Data excerpts —
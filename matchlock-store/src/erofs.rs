//! `mkfs.erofs` wrapper.
//!
//! The formatter is an external tool with a narrow contract: turn a
//! directory tree into a read-only EROFS image, or report why it could not.

use std::path::Path;
use std::process::Command;

use crate::{Error, Result};

/// Builds an EROFS image at `output` from the tree at `source`.
pub fn mkfs(source: &Path, output: &Path) -> Result<()> {
    let result = Command::new("mkfs.erofs")
        .arg(output)
        .arg(source)
        .output()
        .map_err(|e| Error::Tool {
            tool: "mkfs.erofs",
            message: format!("failed to run: {e}"),
        })?;

    if !result.status.success() {
        return Err(Error::Tool {
            tool: "mkfs.erofs",
            message: String::from_utf8_lossy(&result.stderr).trim().to_owned(),
        });
    }
    Ok(())
}
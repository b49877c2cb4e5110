//! Sandbox coordinator: composes the store, lifecycle, VFS, mediation plane
//! and VMM around one instance, owning startup order, rollback, and
//! teardown.
//!
//! Startup sequence (each completed step is rolled back if a later one
//! fails): resolve image → register + subnet → mount table → VFS server +
//! ready listener → policy/secrets/CA → proxy → firewall redirect → VMM
//! spawn → ready wait → exec relay. Teardown runs in reverse, best-effort,
//! collecting every error instead of stopping at the first.

use std::collections::HashMap;
use std::net::IpAddr;
use std::path::{Path, PathBuf};
use std::sync::Arc;
use std::time::Duration;

use matchlock_net::{
    PolicyConfig, PolicyEngine, Proxy, ProxyConfig, RedirectRules, SandboxCa, Secret, SecretVault,
};
use matchlock_proto::exec::{ExecRequest, ExecResult};
use matchlock_proto::{READY_PORT, VFS_PORT};
use matchlock_store::{ImageBuilder, ImageConfig, LayerStore};
use matchlock_vfs::{
    MemoryProvider, MountRouter, Provider, ReadonlyProvider, RealFsProvider, VfsServer,
};
use tokio::task::JoinHandle;

use crate::config::Config;
use crate::control::PolicyControl;
use crate::exec::{self, ExecEvent, ExecOutput, ExecRelay};
use crate::state::{Lifecycle, VmConfig, VmStatus, gen_id};
use crate::vmm::{VmmConfig, VmmProcess};
use crate::vsock;
use crate::{Error, Result};

/// Proxy ports on the sandbox-facing interface; firewall rules pin guest
/// :80/:443 here.
const PROXY_HTTP_PORT: u16 = 18080;
const PROXY_HTTPS_PORT: u16 = 18443;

What is being asked —
In the records above, some lines may contain the word "Command"; copy every one of them.

Reply —
use std::process::Command;
    let result = Command::new("mkfs.erofs")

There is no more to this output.